Ontem à noite...
conversando com um amigo, ele me perguntou porque eu não havia escrito sobre o seqüestro. Eu escrevi, mas escondi. É que eu estava tão triste naquela semana, que seria impossível olhar pra isso fora do rascunho.
Mês passado
Ontem, por volta das sete da manhã, um cara armado bateu na janela do meu carro e mandou que eu abrisse a porta do passageiro. Deu a volta pela frente do carro e eu pensei em atropelá-lo, mas não consegui. Ele entrou e mandou que eu "sentasse o pé". Meus pés tremiam, minhas mãos tremiam e eu comecei a chorar enquanto guiava.
Ele estava nervoso. Olhava para trás o tempo inteiro e não parava de dizer que só queria se mandar dali. Eu também queria... Queria ir pra bem longe dele, daquela arma e de um pedaço da minha vida. Queria, tanto quanto ele, fugir para algum lugar que não tivesse um destino a me perseguir.
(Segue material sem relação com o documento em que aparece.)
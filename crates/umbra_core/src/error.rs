//! Error types for scene data.

use thiserror::Error;

/// Errors raised by scene and raster operations.
#[derive(Error, Debug, Clone, PartialEq, Eq)]
pub enum CoreError {
    #[error("Raster size mismatch: expected {expected:?}, got {actual:?}")]
    RasterMismatch {
        expected: (u32, u32),
        actual: (u32, u32),
    },

    #[error("Raster has {actual} pixels, {width}x{height} needs {expected}")]
    PixelCount {
        width: u32,
        height: u32,
        expected: usize,
        actual: usize,
    },
}

/// Result type for core operations.
pub type CoreResult<T> = Result<T, CoreError>;
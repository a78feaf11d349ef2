//! Camera for ray generation.

use std::f64::consts::PI;

use glam::DVec3;
use rand::RngCore;
use serde::{Deserialize, Serialize};
use umbra_math::Ray;

use crate::sampling::gen_f64;

/// Pinhole or thin-lens camera.
///
/// The basis is computed once at construction; `cast_ray` only combines it
/// with pixel coordinates.
#[derive(Debug, Clone, PartialEq, Serialize, Deserialize)]
pub struct Camera {
    pub origin: DVec3,
    // Basis: u points left, v up, w forward
    pub u: DVec3,
    pub v: DVec3,
    pub w: DVec3,
    /// Focal length for the field of view, `1 / tan(vfov / 2)`.
    pub scale: f64,
    /// Distance to the plane of perfect focus.
    pub focus: f64,
    /// Lens radius; 0 is a pinhole.
    pub aperture: f64,
}

impl Default for Camera {
    fn default() -> Self {
        Self::new(DVec3::new(0.0, 0.0, 10.0), DVec3::ZERO, DVec3::Y, 40.0)
    }
}

impl Camera {
    /// Create a pinhole camera at `look_from` aimed at `look_at`.
    ///
    /// `vfov` is the vertical field of view in degrees.
    pub fn new(look_from: DVec3, look_at: DVec3, vup: DVec3, vfov: f64) -> Self {
        let w = (look_at - look_from).normalize();
        let u = vup.cross(w).normalize();
        let v = w.cross(u).normalize();
        Self {
            origin: look_from,
            u,
            v,
            w,
            scale: 1.0 / (vfov.to_radians() / 2.0).tan(),
            focus: (look_at - look_from).length(),
            aperture: 0.0,
        }
    }

    /// Set lens settings: focus on `point` with the given aperture radius.
    pub fn with_focus(mut self, point: DVec3, aperture: f64) -> Self {
        self.focus = (point - self.origin).length();
        self.aperture = aperture;
        self
    }

    /// Generate a ray through pixel (x, y) offset by the jitter (ju, jv).
    #[allow(clippy::too_many_arguments)]
    pub fn cast_ray(
        &self,
        x: u32,
        y: u32,
        width: u32,
        height: u32,
        ju: f64,
        jv: f64,
        rng: &mut dyn RngCore,
    ) -> Ray {
        let aspect = width as f64 / height.max(1) as f64;
        let px = ((x as f64 + ju - 0.5) / (width as f64 - 1.0).max(1.0)) * 2.0 - 1.0;
        let py = ((y as f64 + jv - 0.5) / (height as f64 - 1.0).max(1.0)) * 2.0 - 1.0;

        let direction = (self.w * self.scale - self.u * (px * aspect) - self.v * py).normalize();

        if self.aperture <= 0.0 {
            return Ray::new(self.origin, direction);
        }

        // Thin lens: move the origin within the aperture disk and re-aim at
        // the point the pinhole ray would reach on the focal plane
        let focus_point = self.origin + direction * self.focus;
        let angle = gen_f64(rng) * 2.0 * PI;
        let radius = gen_f64(rng) * self.aperture;
        let origin =
            self.origin + self.u * (angle.cos() * radius) + self.v * (angle.sin() * radius);

        Ray::towards(origin, focus_point)
    }
}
Minha bolsa estava embaixo do banco e ele não a viu. Assim como não me viu esconder o celular ao meu lado, pouco antes dele entrar no carro. Toda vez que ele tirava os olhos de mim, eu apertava os botões do aparelho e rezava para que caísse em casa e o Rube atendesse. Sem saber onde aquele seqüestro relâmpago poderia dar, eu torcia para que a idéia desse certo, ele ouvisse o que estava acontecendo dentro do carro e avisasse a polícia.
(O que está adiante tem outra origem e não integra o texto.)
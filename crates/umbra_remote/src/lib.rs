//! umbra remote - render passes on other machines
//!
//! `RpcServer` exposes `RenderService` over TCP; `RemoteRenderer` is the
//! matching client and plugs into the orchestrator like any local backend.
//!
//! # Example
//!
//! ```ignore
//! use std::sync::Arc;
//! use umbra_remote::{RemoteRenderer, RpcServer};
//! use umbra_renderer::{Orchestrator, Renderer};
//!
//! let server = RpcServer::bind("0.0.0.0:34242")?.with_render_service().start()?;
//!
//! let renderers: Vec<Arc<dyn Renderer>> = vec![
//!     Arc::new(RemoteRenderer::new("render-box:34242").with_compression(true)),
//! ];
//! for frame in Orchestrator::new(renderers).render(&scene) {
//!     // ...
//! }
//! server.stop();
//! ```

mod client;
mod error;
pub mod protocol;
mod server;

pub use client::RemoteRenderer;
pub use error::{RemoteError, RemoteResult};
pub use protocol::{RenderRequest, RENDER_METHOD};
pub use server::{RenderService, RpcServer, ServerHandle, Service};

/// Port the render server listens on by default.
pub const DEFAULT_PORT: u16 = 34242;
O cara perguntou se eu tinha dinheiro comigo, eu disse que não. Disse que tinha acabado de sair de casa para abastecer o carro e que só estava com o cartão de crédito. Em alguns momentos, eu me desesperava, achava que ele dispararia aquela droga de arma contra mim e acabava usando meu melhor escudo... Menti, disse que eu tinha filhos pequenos e que eles estavam me esperando para levá-los a escola. Disse que o caçula tinha apenas quatro anos e que era altista. Não me perguntem o porquê da mentira, achei que não bastaria dizer que as crianças tinham problemas de saúde. O problema teria que ter um nome se eu quisesse ser convincente e sobreviver. Disse que se acontecesse alguma coisa comigo eles ficariam sem ninguém porque eu não tinha marido e nem família... Tudo o que eu queria naquele momento era abraçar meu marido e minha família, tudo o que eu não queria naquele momento era ter filhos e considerar a possibilidade de morrer e deixá-los crescerem sozinhos. Ele, por sua vez, me interrompia dizendo que só queria ir embora, que nunca quis matar ninguém... E eu me perguntando quantas coisas ruins somos capazes de fazer mesmo sem querer.
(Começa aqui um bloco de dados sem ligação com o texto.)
//! Error types for the remote service.

use thiserror::Error;
use umbra_renderer::RenderError;

/// Errors raised on either side of a remote call.
#[derive(Error, Debug)]
pub enum RemoteError {
    #[error("IO error: {0}")]
    Io(#[from] std::io::Error),

    #[error("JSON error: {0}")]
    Json(#[from] serde_json::Error),

    /// Malformed or truncated data on the wire.
    #[error("Protocol error: {0}")]
    Protocol(String),

    /// The service ran but reported a failure.
    #[error("Service failed: {0}")]
    Service(String),

    #[error("Unknown method: {0}")]
    UnknownMethod(String),
}

impl From<RemoteError> for RenderError {
    fn from(err: RemoteError) -> Self {
        RenderError::backend(err)
    }
}

/// Result type for remote operations.
pub type RemoteResult<T> = Result<T, RemoteError>;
Irritado com o trânsito, ele pegou o cartão de crédito que estava no console e mandou que eu parasse em um banco pra sacar dinheiro. Eu pedi que ele visse a data de adesão do cartão, disse que era um cartão novo e que só era usado para crédito. Era verdade, mas, com medo da falta de dinheiro estender a situação, pensei em avisar que a bolsa estava embaixo do banco. Pensei, mas as palavras não sairam.
O trânsito estava lento e ele queria, de qualquer jeito, que eu encontrasse um banco ou caixa automático na avenida onde estávamos. Eu disse que não fazia idéia de onde teria um, mas ele não acreditava e dizia pra eu acelerar. Uma viatura da polícia passou por nós e ele foi muito claro quando disse pra eu ficar quieta se quisesse continuar viva. A viatura passou, ele mandou que eu pegasse a marginal Tietê.
Mais trânsito, mais nervosismo. Mandou que eu parasse de chorar e fechasse totalmente o vidro para não chamar atenção. Disse pra seguirmos até o terminal rodoviário e continuava repetindo que só queria ir embora. Foi quando me dei conta de que o sujeito estava tão desesperado quanto eu, que ele não pretendia me matar e, talvez, só precisasse mesmo de dinheiro para fugir dali.
Chegando no terminal ele saltou do carro levando somente o cartão de crédito. Saiu correndo, escondendo a arma no corpo. Saiu sem desejar que eu tivesse boa sorte as crianças... Que crianças? Que sorte? Ele fugiu, eu voltei pra casa. Voltei chorando e sem nenhum abraço a minha espera. Sem abraços, sem família, sem filhos, sem nenhuma vida que valesse a pena ter sido preservada.